昨日、6月17日(木)から山形市に泊まっています。
今日から山形テルサで学会。今日は発表もありました。まずまずの出来だったのでは。。。

Photo学会場は山形テルサ3階の「アプローズ」。イブニング・セミナーまでいれて朝9時から18:15までず〜〜っとお勉強。
引き続きホワイエで会費無料の立食懇親会。しかしビール一杯とすこしだけ食事をして18:45においとま。
19:00からテルサ大ホールで山響のコンサート。昨日も書いた「山形テルサ開館10年記念 2010プレミアムコンサート」。学会でも希望者を募って招待。私はちゃんと自前でチケット二枚ゲット。

家内は別行動だったので一足先に会場へ。私は学会場からスーツ姿で会場へ行くとチケットもぎりでちょうど山響FC副会長の「まーちゃん」にばったり。
「あれ〜?え〜?どうして?」と驚く彼女に事情を説明。

会場では飯森音楽監督のサービス精神でプレトークが始まっていました。
しかも駐車場が混雑しているらしく、全席売り切れの会場にまだ空席が目立つため、一度引っ込んだ飯森さんがまた出て来て、6/26の東京でのコンサートの宣伝。といっても、「山響のコンサートは東京でも人気で、チケットは売り切れですが、お知り合いが東京にいらしたら是非山響のコンサートに足を運んでみてくださいと宣伝してください、、、」、、、ん?でしたが。

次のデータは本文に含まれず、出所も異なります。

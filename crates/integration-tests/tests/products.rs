//! Product page: canonical variant redirects and the variant form.

#![allow(clippy::unwrap_used)]

use std::sync::Arc;
use std::time::Duration;

use axum::http::{StatusCode, header};
use prier_integration_tests::{Behavior, FakeStorefront, body_text, get, test_app, wide_shirt};

async fn location(uri: &str) -> String {
    let app = test_app(Arc::new(FakeStorefront::with_catalog()));
    let response = get(&app, uri, None).await;
    assert_eq!(response.status(), StatusCode::FOUND, "{uri}");
    response.headers()[header::LOCATION]
        .to_str()
        .unwrap()
        .to_string()
}

#[tokio::test]
async fn test_partial_selection_redirects_to_first_match() {
    assert_eq!(
        location("/products/test-shirt?Color=Red").await,
        "/products/test-shirt?Color=Red&Size=M"
    );
}

#[tokio::test]
async fn test_no_selection_redirects_to_first_variant() {
    assert_eq!(
        location("/products/test-shirt").await,
        "/products/test-shirt?Color=Blue&Size=S"
    );
}

#[tokio::test]
async fn test_redirect_drops_tracking_params() {
    assert_eq!(
        location("/products/test-shirt?Color=Red&_pos=1&fbclid=abc").await,
        "/products/test-shirt?Color=Red&Size=M"
    );
}

#[tokio::test]
async fn test_unknown_combination_redirects_to_matching_variant() {
    assert_eq!(
        location("/products/test-shirt?Color=Blue&Size=M").await,
        "/products/test-shirt?Color=Blue&Size=S"
    );
}

#[tokio::test]
async fn test_full_selection_renders_variant() {
    let app = test_app(Arc::new(FakeStorefront::with_catalog()));

    let response = get(&app, "/products/test-shirt?Color=Red&Size=M", None).await;
    assert_eq!(response.status(), StatusCode::OK);

    let html = body_text(response, Duration::from_secs(2)).await;
    assert!(html.contains("<title>Hydrogen | Test Shirt</title>"));
    assert!(html.contains("$20.00"));
    assert!(html.contains("<p>A shirt for tests</p>"));
    assert!(html.contains(r#""merchandiseId":"gid://shopify/ProductVariant/2""#));
    assert!(html.contains("/products/test-shirt?Color=Red&amp;Size=M#cart-aside"));
}

#[tokio::test]
async fn test_foreign_param_keeps_remote_selection_past_eager_variants() {
    let fake = Arc::new(FakeStorefront::with_catalog());
    fake.update(|state| state.products.push(wide_shirt()));
    let app = test_app(fake);

    // Black/M is the eleventh variant, outside the eagerly loaded set.
    let response = get(&app, "/products/wide-shirt?Color=Black&Size=M&ref=mail", None).await;
    assert_eq!(response.status(), StatusCode::OK);

    let html = body_text(response, Duration::from_secs(2)).await;
    assert!(html.contains(r#""merchandiseId":"gid://shopify/ProductVariant/111""#));
    assert!(
        html.contains("/products/wide-shirt?Color=Black&amp;Size=M&amp;ref=mail#cart-aside")
    );
}

#[tokio::test]
async fn test_sold_out_variant_cannot_be_added() {
    let app = test_app(Arc::new(FakeStorefront::with_catalog()));

    let response = get(&app, "/products/test-shirt?Color=Red&Size=S", None).await;
    assert_eq!(response.status(), StatusCode::OK);

    let html = body_text(response, Duration::from_secs(2)).await;
    assert!(html.contains("Sold out"));
    assert!(!html.contains("Add to cart"));
}

#[tokio::test]
async fn test_variant_failure_renders_inline() {
    let api = Arc::new(FakeStorefront::with_catalog());
    api.update(|state| state.variants = Behavior::Fail);
    let app = test_app(api);

    let response = get(&app, "/products/test-shirt?Color=Red&Size=M", None).await;
    assert_eq!(response.status(), StatusCode::OK);

    let html = body_text(response, Duration::from_secs(2)).await;
    assert!(html.contains("Test Shirt"));
    assert!(html.contains("There was a problem loading product variants"));
}

#[tokio::test]
async fn test_unknown_product_is_not_found() {
    let app = test_app(Arc::new(FakeStorefront::with_catalog()));

    let response = get(&app, "/products/nope", None).await;
    assert_eq!(response.status(), StatusCode::NOT_FOUND);
    assert_eq!(
        body_text(response, Duration::from_secs(1)).await,
        "Product nope not found"
    );
}
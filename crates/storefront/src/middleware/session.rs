//! Session middleware configuration.
//!
//! The session holds a single value: the id of the visitor's remote cart.

use prier_core::CartId;
use tower_sessions::{Expiry, MemoryStore, Session, SessionManagerLayer};

use crate::config::StorefrontConfig;

/// Session cookie name.
pub const SESSION_COOKIE_NAME: &str = "prier_session";

/// Session expiry time in seconds (7 days).
const SESSION_EXPIRY_SECONDS: i64 = 7 * 24 * 60 * 60;

/// Session keys.
pub mod keys {
    /// Key for storing the remote cart ID.
    pub const CART_ID: &str = "cart_id";
}

/// Create the session layer backed by an in-memory store.
#[must_use]
pub fn create_session_layer(config: &StorefrontConfig) -> SessionManagerLayer<MemoryStore> {
    SessionManagerLayer::new(MemoryStore::default())
        .with_name(SESSION_COOKIE_NAME)
        .with_expiry(Expiry::OnInactivity(
            tower_sessions::cookie::time::Duration::seconds(SESSION_EXPIRY_SECONDS),
        ))
        .with_secure(config.is_secure())
        .with_same_site(tower_sessions::cookie::SameSite::Lax)
        .with_http_only(true)
        .with_path("/")
}

/// The visitor's cart ID, if one has been stored.
///
/// A corrupt or unreadable session value counts as no cart.
pub async fn get_cart_id(session: &Session) -> Option<CartId> {
    session
        .get::<CartId>(keys::CART_ID)
        .await
        .inspect_err(|e| tracing::warn!(error = %e, "Failed to read cart id from session"))
        .ok()
        .flatten()
}

/// Store the visitor's cart ID.
///
/// # Errors
///
/// Returns an error if the session store rejects the write.
pub async fn set_cart_id(
    session: &Session,
    cart_id: &CartId,
) -> Result<(), tower_sessions::session::Error> {
    session.insert(keys::CART_ID, cart_id).await
}

/// Forget the visitor's cart, e.g. after it expired remotely.
///
/// # Errors
///
/// Returns an error if the session store rejects the write.
pub async fn clear_cart_id(session: &Session) -> Result<(), tower_sessions::session::Error> {
    session.remove::<CartId>(keys::CART_ID).await.map(|_| ())
}
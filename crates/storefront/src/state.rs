//! Application state shared across handlers.

use std::sync::Arc;

use crate::config::StorefrontConfig;
use crate::shopify::StorefrontApi;

/// Application state shared across all handlers.
///
/// Cheaply cloneable via `Arc`.
#[derive(Clone)]
pub struct AppState {
    inner: Arc<AppStateInner>,
}

struct AppStateInner {
    config: StorefrontConfig,
    storefront: Arc<dyn StorefrontApi>,
}

impl AppState {
    /// Create a new application state around a Storefront API implementation.
    #[must_use]
    pub fn new(config: StorefrontConfig, storefront: Arc<dyn StorefrontApi>) -> Self {
        Self {
            inner: Arc::new(AppStateInner { config, storefront }),
        }
    }

    /// Get a reference to the storefront configuration.
    #[must_use]
    pub fn config(&self) -> &StorefrontConfig {
        &self.inner.config
    }

    /// Shared handle to the Storefront API, for moving into spawned fetches.
    #[must_use]
    pub fn storefront(&self) -> Arc<dyn StorefrontApi> {
        Arc::clone(&self.inner.storefront)
    }
}
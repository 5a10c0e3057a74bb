//! Home page.

use askama::Template;
use axum::{extract::State, response::Response};
use prier_core::DeferredState;
use tower_sessions::Session;
use tracing::instrument;

use super::layout::{self, LayoutView};
use crate::components::{
    HeroPosition, HeroTemplate, HeroTheme, HeroView, ImageView, LogoMode, LogoSize,
    LogoTemplate, LogoView, ProductCardView, ProductGridTemplate, SectionTemplate,
    SectionTheme, SectionView,
};
use crate::deferred::{Deferred, FetchFailed, StreamedPage};
use crate::error::Result;
use crate::filters;
use crate::middleware::get_cart_id;
use crate::shopify::{CollectionSummary, ProductSummary};
use crate::state::AppState;

/// Number of products in the recommended grid.
const RECOMMENDED_PRODUCTS: i64 = 8;

const DEFAULT_COPY: &str = "Hello world, this is copy!";
const DEFAULT_CTA: &str = "This is a CTA";

#[derive(Template)]
#[template(path = "pages/home.html")]
pub struct HomeTemplate {
    pub layout: LayoutView,
    pub logo: String,
    pub featured: String,
    pub recommended: String,
    pub closing: String,
}

/// Display the home page.
///
/// Critical: the most recently updated collection. Deferred: recommended
/// products and the cart.
#[instrument(skip(state, session))]
pub async fn show(State(state): State<AppState>, session: Session) -> Result<Response> {
    let api = state.storefront();
    let (header, featured) = tokio::join!(layout::header(&state), api.featured_collection());
    let featured = featured?;

    let recommended = Deferred::spawn("recommended_products", async move {
        api.recommended_products(RECOMMENDED_PRODUCTS).await
    });
    let cart = layout::cart(&state, get_cart_id(&session).await);

    let mut page = StreamedPage::new();
    let layout = LayoutView::new(
        &mut page,
        layout::page_title(&state, "Home"),
        header,
        &cart,
        "/",
    );

    let grid = page.slot("recommended-products", &recommended, render_recommended);
    let section =
        SectionView::new(SectionTheme::Default, "Recommended Products").with_copy(DEFAULT_COPY);

    let template = HomeTemplate {
        layout,
        logo: LogoTemplate {
            logo: &LogoView::new(LogoSize::Large, LogoMode::Light).animated(),
        }
        .render()?,
        featured: HeroTemplate {
            hero: &featured_hero(featured.as_ref(), HeroTheme::LightOverlay),
        }
        .render()?,
        recommended: SectionTemplate {
            section: &section,
            body: &grid.to_string(),
        }
        .render()?,
        closing: HeroTemplate {
            hero: &featured_hero(featured.as_ref(), HeroTheme::DarkOverlay)
                .with_height(540)
                .with_position(HeroPosition::BottomLeft),
        }
        .render()?,
    };

    Ok(page.into_response(template.render()?))
}

/// Hero promoting the featured collection.
fn featured_hero(collection: Option<&CollectionSummary>, theme: HeroTheme) -> HeroView {
    let Some(collection) = collection else {
        return HeroView::new(theme, DEFAULT_CTA, "/collections").with_copy(DEFAULT_COPY);
    };

    HeroView::new(theme, DEFAULT_CTA, format!("/collections/{}", collection.handle))
        .with_image(
            collection
                .image
                .as_ref()
                .map(|image| ImageView::new(image, &collection.title)),
        )
        .with_title(collection.title.clone())
        .with_copy(DEFAULT_COPY)
}

/// Product grid for a recommended-products slot.
#[allow(clippy::ptr_arg)]
pub(super) fn render_recommended(
    state: DeferredState<&Vec<ProductSummary>, &FetchFailed>,
) -> askama::Result<String> {
    match state {
        DeferredState::Pending => Ok("<div>Loading...</div>".to_string()),
        DeferredState::Failed(_) => Ok(
            r#"<p class="section-error" role="alert">There was a problem loading recommended products</p>"#
                .to_string(),
        ),
        DeferredState::Resolved(products) => {
            let cards: Vec<ProductCardView> = products.iter().map(ProductCardView::from).collect();
            ProductGridTemplate::new(&cards).render()
        }
    }
}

今日のプログラムは、前半がドヴォルジャークの交響曲第9番「新世界から」。
前プロもなく、いきなり「新世界から」。
酒フィル春のファミリーコンサートで超有名な「第2楽章」を演奏しました。5月の脳外科コングレスでは「第1、第4楽章」を演奏しました。のでフルートパートは頭に入っています。また足達先生や竹谷さんと一緒に(心の中で)演奏してしまい、休憩時間に隣りの家内から指導が入りました。。。(苦笑)

今日の山響は、どういったらいいでしょう、なんだか今ひとつの集中力のように感じてしまいました。暑さのせいかも知れません。2日で「ベトしち」、「新世界から」、ショパンのPコンの超有名曲3つとアリアの伴奏というのは過酷でしょう。演奏しなれている曲とはいえリハの期間も短く2日連続で全く違うプログラム。しかもソプラノの森麻季さんに合わせ、今日は超大御所中村紘子さん。緊張とともになんだか雑念の入る条件が揃った感じ。そのせいなのか、いつも美しいヴァイオリンが今ひとつ。音が揃っていないし、ピッチもあっていないし、コンマスの犬伏さんに合っていないのはプロのtuttiとしてどうなんだろう。トラが何人かいたようにも見えました(2階席なのでよくわかりませんが)。

管も弦もどのパートが正しいピッチなのだろうか、といぶかしく感じる部分もありましたが、2楽章のコール・アングレの斉藤真実さん、ブラボーでした。ホルンの4人の中でもやはり八木さんはどんな時もかわらず集中力は高く、トランペットの井上さんはちょっとお疲れの感も見え隠れしながら、ハイトーンはさすがの音色。チューバは女性のトラ奏者のようでした。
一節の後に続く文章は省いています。